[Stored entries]

══════

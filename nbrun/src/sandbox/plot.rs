//! The `plt` scripting module.
//!
//! A small stateful figure API over the run's [`FigureRegistry`]. `show` is the
//! intercepted render entry point: it hands figures to the run's renderer and
//! closes them.

use std::cell::{Ref, RefCell};
use std::path::PathBuf;
use std::rc::Rc;

use rhai::{Array, Dynamic, Engine, EvalAltResult, INT, ImmutableString, Module, Position};
use tracing::{debug, warn};

use crate::core::figure::{
    Figure, FigureId, FigureRegistry, FigureSettings, Series, SeriesKind, histogram,
};
use crate::io::raster::write_figure;
use crate::io::workspace::resolve;
use crate::render::SharedRenderer;
use crate::sandbox::capture::TextSink;

pub type ScriptResult<T> = Result<T, Box<EvalAltResult>>;

/// Raise a script-visible runtime error.
pub fn runtime_error(message: impl Into<String>) -> Box<EvalAltResult> {
    Box::new(EvalAltResult::ErrorRuntime(
        Dynamic::from(message.into()),
        Position::NONE,
    ))
}

/// Script-side handle to one figure (`Figure` in scripts).
#[derive(Debug, Clone, Copy, PartialEq, Eq)]
pub struct FigureHandle {
    pub id: FigureId,
}

#[derive(Debug, Clone, Copy)]
enum Target {
    Active,
    Figure(FigureId),
}

/// Per-run plotting state shared by every `plt` binding.
pub struct PlotContext {
    registry: RefCell<FigureRegistry>,
    renderer: SharedRenderer,
    diagnostics: TextSink,
    workdir: PathBuf,
    settings: FigureSettings,
}

impl PlotContext {
    pub fn new(
        renderer: SharedRenderer,
        diagnostics: TextSink,
        workdir: PathBuf,
        settings: FigureSettings,
    ) -> Self {
        Self {
            registry: RefCell::new(FigureRegistry::new()),
            renderer,
            diagnostics,
            workdir,
            settings,
        }
    }

    pub fn registry(&self) -> Ref<'_, FigureRegistry> {
        self.registry.borrow()
    }

    fn with_target<T>(&self, target: Target, f: impl FnOnce(&mut Figure) -> T) -> ScriptResult<T> {
        let mut registry = self.registry.borrow_mut();
        match target {
            Target::Active => Ok(f(registry.active_mut())),
            Target::Figure(id) => registry
                .get_mut(id)
                .map(f)
                .ok_or_else(|| runtime_error(format!("figure {id} is closed"))),
        }
    }

    fn add_series(&self, target: Target, series: Series) -> ScriptResult<()> {
        self.with_target(target, |fig| fig.series.push(series))
    }

    fn open(&self, title: Option<String>) -> FigureHandle {
        let id = self.registry.borrow_mut().open(title);
        FigureHandle { id }
    }

    fn activate(&self, fig: FigureHandle) -> ScriptResult<FigureHandle> {
        if self.registry.borrow_mut().activate(fig.id) {
            Ok(fig)
        } else {
            Err(runtime_error(format!("figure {} is closed", fig.id)))
        }
    }

    fn current(&self) -> FigureHandle {
        let id = self.registry.borrow_mut().active_mut().id;
        FigureHandle { id }
    }

    fn savefig(&self, target: Target, path: &str) -> ScriptResult<()> {
        let figure = self.with_target(target, |fig| fig.clone())?;
        let dest = resolve(&self.workdir, path);
        if figure.is_empty() {
            warn!(figure = figure.id, path = %dest.display(), "saving empty figure");
            self.diagnostics
                .write_line(&format!("plt: warning: figure {} is empty, saving a blank image to {path}", figure.id));
        }
        write_figure(&dest, &figure, self.settings.size())
            .map_err(|err| runtime_error(format!("savefig failed: {err:#}")))
    }

    fn close(&self, target: Target) {
        let mut registry = self.registry.borrow_mut();
        match target {
            Target::Active => registry.close_active(),
            Target::Figure(id) => registry.close(id),
        };
    }

    fn close_all(&self) {
        self.registry.borrow_mut().close_all();
    }

    /// Render and close every open figure, or the implicit current one.
    ///
    /// A figure that fails to render is reported and skipped.
    pub fn show(&self) {
        let figures = self.registry.borrow_mut().take_for_show();
        debug!(count = figures.len(), "plt::show");
        for figure in figures {
            let rendered = self.renderer.borrow_mut().figure(&figure);
            if let Err(err) = rendered {
                warn!(figure = figure.id, error = %err, "figure render failed");
                self.diagnostics
                    .write_line(&format!("plt: could not render figure {}: {err}", figure.id));
            }
        }
    }
}

fn numbers(values: &Array, what: &str) -> ScriptResult<Vec<f64>> {
    values
        .iter()
        .map(|v| {
            v.as_float()
                .or_else(|_| v.as_int().map(|i| i as f64))
                .map_err(|found| runtime_error(format!("{what} must contain numbers, found {found}")))
        })
        .collect()
}

fn line_like(
    kind: SeriesKind,
    xs: Option<&Array>,
    ys: &Array,
    label: Option<String>,
) -> ScriptResult<Series> {
    let ys = numbers(ys, "y values")?;
    let xs = match xs {
        Some(xs) => numbers(xs, "x values")?,
        None => (0..ys.len()).map(|i| i as f64).collect(),
    };
    if xs.len() != ys.len() {
        return Err(runtime_error(format!(
            "x and y must have the same length, got {} and {}",
            xs.len(),
            ys.len()
        )));
    }
    Ok(Series::new(kind, xs, ys).with_label(label))
}

fn bars(labels: &Array, heights: &Array) -> ScriptResult<Series> {
    let heights = numbers(heights, "bar heights")?;
    if labels.len() != heights.len() {
        return Err(runtime_error(format!(
            "bar labels and heights must have the same length, got {} and {}",
            labels.len(),
            heights.len()
        )));
    }
    if let Ok(xs) = numbers(labels, "bar positions") {
        return Ok(Series::new(SeriesKind::Bar, xs, heights));
    }
    let categories = labels.iter().map(|l| l.to_string()).collect();
    Ok(Series::categorical_bars(categories, heights))
}

/// Upper bound on histogram bins a script may request.
pub const MAX_HIST_BINS: usize = 10_000;

fn hist(values: &Array, bins: INT) -> ScriptResult<Series> {
    let bins = usize::try_from(bins)
        .ok()
        .filter(|n| (1..=MAX_HIST_BINS).contains(n))
        .ok_or_else(|| {
            runtime_error(format!("bins must be between 1 and {MAX_HIST_BINS}, got {bins}"))
        })?;
    let values = numbers(values, "histogram values")?;
    let (centers, counts, _) = histogram(&values, bins);
    Ok(Series::new(SeriesKind::Bar, centers, counts))
}

/// Install the `plt` module, the `Figure` handle type and its methods.
pub fn register(engine: &mut Engine, ctx: Rc<PlotContext>) {
    engine
        .register_type_with_name::<FigureHandle>("Figure")
        .register_get("id", |fig: &mut FigureHandle| fig.id as INT);

    engine.register_static_module("plt", plt_module(&ctx).into());
    register_methods(engine, &ctx);
}

fn plt_module(ctx: &Rc<PlotContext>) -> Module {
    let mut module = Module::new();
    let bins = ctx.settings.hist_bins as INT;

    let c = ctx.clone();
    module.set_native_fn("figure", move || -> ScriptResult<FigureHandle> { Ok(c.open(None)) });
    let c = ctx.clone();
    module.set_native_fn("figure", move |title: ImmutableString| -> ScriptResult<FigureHandle> {
        Ok(c.open(Some(title.to_string())))
    });
    let c = ctx.clone();
    module.set_native_fn("figure", move |fig: FigureHandle| -> ScriptResult<FigureHandle> {
        c.activate(fig)
    });
    let c = ctx.clone();
    module.set_native_fn("gcf", move || -> ScriptResult<FigureHandle> { Ok(c.current()) });

    let c = ctx.clone();
    module.set_native_fn("plot", move |ys: Array| {
        c.add_series(Target::Active, line_like(SeriesKind::Line, None, &ys, None)?)
    });
    let c = ctx.clone();
    module.set_native_fn("plot", move |xs: Array, ys: Array| {
        c.add_series(Target::Active, line_like(SeriesKind::Line, Some(&xs), &ys, None)?)
    });
    let c = ctx.clone();
    module.set_native_fn("plot", move |xs: Array, ys: Array, label: ImmutableString| {
        let series = line_like(SeriesKind::Line, Some(&xs), &ys, Some(label.to_string()))?;
        c.add_series(Target::Active, series)
    });
    let c = ctx.clone();
    module.set_native_fn("scatter", move |xs: Array, ys: Array| {
        c.add_series(Target::Active, line_like(SeriesKind::Scatter, Some(&xs), &ys, None)?)
    });
    let c = ctx.clone();
    module.set_native_fn("scatter", move |xs: Array, ys: Array, label: ImmutableString| {
        let series = line_like(SeriesKind::Scatter, Some(&xs), &ys, Some(label.to_string()))?;
        c.add_series(Target::Active, series)
    });
    let c = ctx.clone();
    module.set_native_fn("bar", move |labels: Array, heights: Array| {
        c.add_series(Target::Active, bars(&labels, &heights)?)
    });
    let c = ctx.clone();
    module.set_native_fn("hist", move |values: Array| {
        c.add_series(Target::Active, hist(&values, bins)?)
    });
    let c = ctx.clone();
    module.set_native_fn("hist", move |values: Array, n: INT| {
        c.add_series(Target::Active, hist(&values, n)?)
    });

    let c = ctx.clone();
    module.set_native_fn("title", move |text: ImmutableString| {
        c.with_target(Target::Active, |fig| fig.title = Some(text.to_string()))
    });
    let c = ctx.clone();
    module.set_native_fn("xlabel", move |text: ImmutableString| {
        c.with_target(Target::Active, |fig| fig.xlabel = Some(text.to_string()))
    });
    let c = ctx.clone();
    module.set_native_fn("ylabel", move |text: ImmutableString| {
        c.with_target(Target::Active, |fig| fig.ylabel = Some(text.to_string()))
    });
    let c = ctx.clone();
    module.set_native_fn("savefig", move |path: ImmutableString| {
        c.savefig(Target::Active, path.as_str())
    });

    let c = ctx.clone();
    module.set_native_fn("close", move || -> ScriptResult<()> {
        c.close(Target::Active);
        Ok(())
    });
    let c = ctx.clone();
    module.set_native_fn("close", move |fig: FigureHandle| -> ScriptResult<()> {
        c.close(Target::Figure(fig.id));
        Ok(())
    });
    let c = ctx.clone();
    module.set_native_fn("close", move |which: ImmutableString| -> ScriptResult<()> {
        if which.as_str() != "all" {
            return Err(runtime_error(format!(
                "close expects \"all\" or a figure, got \"{which}\""
            )));
        }
        c.close_all();
        Ok(())
    });

    let c = ctx.clone();
    module.set_native_fn("show", move || -> ScriptResult<()> {
        c.show();
        Ok(())
    });
    let c = ctx.clone();
    module.set_native_fn("show", move |_ignored: Dynamic| -> ScriptResult<()> {
        c.show();
        Ok(())
    });

    module
}

fn register_methods(engine: &mut Engine, ctx: &Rc<PlotContext>) {
    let c = ctx.clone();
    engine.register_fn("plot", move |fig: &mut FigureHandle, ys: Array| {
        c.add_series(Target::Figure(fig.id), line_like(SeriesKind::Line, None, &ys, None)?)
    });
    let c = ctx.clone();
    engine.register_fn("plot", move |fig: &mut FigureHandle, xs: Array, ys: Array| {
        let series = line_like(SeriesKind::Line, Some(&xs), &ys, None)?;
        c.add_series(Target::Figure(fig.id), series)
    });
    let c = ctx.clone();
    engine.register_fn(
        "plot",
        move |fig: &mut FigureHandle, xs: Array, ys: Array, label: ImmutableString| {
            let series = line_like(SeriesKind::Line, Some(&xs), &ys, Some(label.to_string()))?;
            c.add_series(Target::Figure(fig.id), series)
        },
    );
    let c = ctx.clone();
    engine.register_fn("scatter", move |fig: &mut FigureHandle, xs: Array, ys: Array| {
        let series = line_like(SeriesKind::Scatter, Some(&xs), &ys, None)?;
        c.add_series(Target::Figure(fig.id), series)
    });
    let c = ctx.clone();
    engine.register_fn(
        "scatter",
        move |fig: &mut FigureHandle, xs: Array, ys: Array, label: ImmutableString| {
            let series = line_like(SeriesKind::Scatter, Some(&xs), &ys, Some(label.to_string()))?;
            c.add_series(Target::Figure(fig.id), series)
        },
    );
    let c = ctx.clone();
    engine.register_fn("bar", move |fig: &mut FigureHandle, labels: Array, heights: Array| {
        c.add_series(Target::Figure(fig.id), bars(&labels, &heights)?)
    });
    let c = ctx.clone();
    let bins = ctx.settings.hist_bins as INT;
    engine.register_fn("hist", move |fig: &mut FigureHandle, values: Array| {
        c.add_series(Target::Figure(fig.id), hist(&values, bins)?)
    });
    let c = ctx.clone();
    engine.register_fn("hist", move |fig: &mut FigureHandle, values: Array, n: INT| {
        c.add_series(Target::Figure(fig.id), hist(&values, n)?)
    });

    let c = ctx.clone();
    engine.register_fn("title", move |fig: &mut FigureHandle, text: ImmutableString| {
        c.with_target(Target::Figure(fig.id), |f| f.title = Some(text.to_string()))
    });
    let c = ctx.clone();
    engine.register_fn("xlabel", move |fig: &mut FigureHandle, text: ImmutableString| {
        c.with_target(Target::Figure(fig.id), |f| f.xlabel = Some(text.to_string()))
    });
    let c = ctx.clone();
    engine.register_fn("ylabel", move |fig: &mut FigureHandle, text: ImmutableString| {
        c.with_target(Target::Figure(fig.id), |f| f.ylabel = Some(text.to_string()))
    });
    let c = ctx.clone();
    engine.register_fn("savefig", move |fig: &mut FigureHandle, path: ImmutableString| {
        c.savefig(Target::Figure(fig.id), path.as_str())
    });
}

══════

Exercise instructions: Work through the records above. Copy every line with the string "categories".

Result:
    let categories = labels.iter().map(|l| l.to_string()).collect();
    Ok(Series::categorical_bars(categories, heights))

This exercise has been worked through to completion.